Nous en sommes maintenant à un mois de l’« opération militaire spéciale » russe qui a changé notre monde. Une règle de guerre intemporelle consiste à donner à votre adversaire une issue, en particulier s’il perd mais ne veut pas concéder la défaite. C’est un résumé approximatif de la position de Vladimir Poutine au jour 29 de cette guerre. Une telle logique dicte que Joe Biden et ses partenaires européens doivent soigneusement éviter de proclamer un changement de régime en Russie comme l’objectif ultime de l’Occident. Cela transformerait Poutine en le célèbre rat acculé de son enfance avec des implications incalculables pour l’Ukraine et le monde.

En principe, je souscris à cette logique. Mais plus cette guerre barbare se prolonge, et plus je lis sur les desseins quasi théologiques de Poutine sur l’Ukraine, qui remontent bien plus loin que je ne l’avais supposé, plus je suis sceptique quant à la possibilité de tout accord avec lui. Nous souffrons tous de biais cognitifs. Dans le cas de beaucoup de ceux qui ont esquissé des marchés potentiels pour mettre fin à cette guerre, le parti pris apparaît dans l’hypothèse que Poutine répondrait aux carottes et aux bâtons conventionnels. Supprimez quelques sanctions ici, donnez-lui un morceau de territoire ukrainien là-bas, trouvez une formule ambivalente pour la neutralité ukrainienne, et un armistice devient soudain visible. Je suis de plus en plus inquiet que ce soit un vœu pieux.

Bien sûr, Poutine souffre également de faibles biais cognitifs – le prétendu manque d’esprit national de l’Ukraine, par exemple, ou l’efficacité de l’armée russe.
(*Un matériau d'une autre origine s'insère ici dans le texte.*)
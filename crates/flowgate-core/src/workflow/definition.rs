//! Workflow and step definitions

use std::collections::HashMap;
use std::time::Duration;

use serde::{Deserialize, Serialize};

use crate::value::StateMap;

/// Immutable description of a multi-step business process
#[derive(Debug, Clone, Serialize, Deserialize)]
pub struct WorkflowDefinition {
    /// Workflow identifier (looked up case-insensitively)
    pub id: String,

    /// Display name
    pub name: String,

    /// Owning department, used for policy scoping
    pub department: String,

    /// Optional human-readable description
    #[serde(default)]
    pub description: Option<String>,

    /// Steps in execution order
    pub steps: Vec<StepDefinition>,

    /// Event type that starts this workflow from the event feed
    #[serde(default)]
    pub trigger_event_type: Option<String>,

    /// Inputs merged under caller-supplied inputs by the inbound facade
    #[serde(default)]
    pub default_inputs: StateMap,
}

impl WorkflowDefinition {
    /// Create a definition with no steps
    pub fn new(
        id: impl Into<String>,
        name: impl Into<String>,
        department: impl Into<String>,
    ) -> Self {
        Self {
            id: id.into(),
            name: name.into(),
            department: department.into(),
            description: None,
            steps: Vec::new(),
            trigger_event_type: None,
            default_inputs: StateMap::new(),
        }
    }

    /// Set the description
    pub fn with_description(mut self, description: impl Into<String>) -> Self {
        self.description = Some(description.into());
        self
    }

    /// Append a step
    pub fn with_step(mut self, step: StepDefinition) -> Self {
        self.steps.push(step);
        self
    }

    /// Set the trigger event type
    pub fn with_trigger(mut self, event_type: impl Into<String>) -> Self {
        self.trigger_event_type = Some(event_type.into());
        self
    }

    /// Add a default input
    pub fn with_default_input(
        mut self,
        key: impl Into<String>,
        value: impl Into<serde_json::Value>,
    ) -> Self {
        self.default_inputs.insert(key.into(), value.into());
        self
    }
}

/// One step of a workflow, bound to an agent
#[derive(Debug, Clone, Serialize, Deserialize)]
pub struct StepDefinition {
    /// Step identifier
    pub id: String,

    /// Agent that executes this step
    pub agent_id: String,

    /// Display name; also the action name seen by policies
    pub name: String,

    /// Destination input key -> source key in shared state
    #[serde(default)]
    pub input_mappings: HashMap<String, String>,

    /// Shared-state key evaluated for truthiness; the step runs when absent
    #[serde(default)]
    pub condition: Option<String>,

    /// Step to route to on failure. Recorded only; execution continues in order.
    #[serde(default)]
    pub on_failure_step_id: Option<String>,

    /// Step always stops at approval regardless of policy
    #[serde(default)]
    pub requires_approval: bool,

    /// Step-local deadline
    #[serde(default, with = "option_duration_millis")]
    pub timeout: Option<Duration>,
}

impl StepDefinition {
    /// Create a step with no mappings, condition or timeout
    pub fn new(
        id: impl Into<String>,
        agent_id: impl Into<String>,
        name: impl Into<String>,
    ) -> Self {
        Self {
            id: id.into(),
            agent_id: agent_id.into(),
            name: name.into(),
            input_mappings: HashMap::new(),
            condition: None,
            on_failure_step_id: None,
            requires_approval: false,
            timeout: None,
        }
    }

    /// Map shared-state key `source` to agent input `dest`
    pub fn with_input(mut self, dest: impl Into<String>, source: impl Into<String>) -> Self {
        self.input_mappings.insert(dest.into(), source.into());
        self
    }

    /// Run only when shared-state key `key` is truthy
    pub fn with_condition(mut self, key: impl Into<String>) -> Self {
        self.condition = Some(key.into());
        self
    }

    /// Record an on-failure step reference
    pub fn with_on_failure(mut self, step_id: impl Into<String>) -> Self {
        self.on_failure_step_id = Some(step_id.into());
        self
    }

    /// Require human approval before the agent runs
    pub fn with_approval(mut self) -> Self {
        self.requires_approval = true;
        self
    }

    /// Bound the agent invocation
    pub fn with_timeout(mut self, timeout: Duration) -> Self {
        self.timeout = Some(timeout);
        self
    }
}

mod option_duration_millis {
    use serde::{Deserialize, Deserializer, Serialize, Serializer};
    use std::time::Duration;

    pub fn serialize<S>(duration: &Option<Duration>, serializer: S) -> Result<S::Ok, S::Error>
    where
        S: Serializer,
    {
        duration.map(|d| d.as_millis() as u64).serialize(serializer)
    }

    pub fn deserialize<'de, D>(deserializer: D) -> Result<Option<Duration>, D::Error>
    where
        D: Deserializer<'de>,
    {
        let millis = Option::<u64>::deserialize(deserializer)?;
        Ok(millis.map(Duration::from_millis))
    }
}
Il a également mal calculé la détermination de l’Occident. Mais je crains qu’il n’ait un préjugé plus large que tout cela réuni : une vision messianique de son rôle dans la restauration du destin historique de la Russie.

J’ai récemment eu une longue conversation avec un haut diplomate européen qui connaît bien Poutine et qui a été ambassadeur à Moscou plus tôt dans sa carrière. En 2016, a-t-il dit, les archives historiques russes ont été brusquement transférées de son ministère de la culture au contrôle direct du bureau présidentiel. C’était très irrégulier. À partir de ce moment, Poutine a commencé à se plonger de plus en plus dans des archives bien antérieures à l’Union soviétique. On peut penser que Poutine est motivé par les ressentiments suscités par l’expansion de l’OTAN depuis la dissolution de l’URSS. Mais selon ce récit – et de nombreuses corroborations d’ailleurs – l’esprit de Poutine défile devant le même miroir qu’Ivan le Terrible, Catherine la Grande et d’autres tsars. « Il pense en termes de batailles, de cartes et de grandeur historique », a déclaré le diplomate. « C’est son obsession depuis des années. »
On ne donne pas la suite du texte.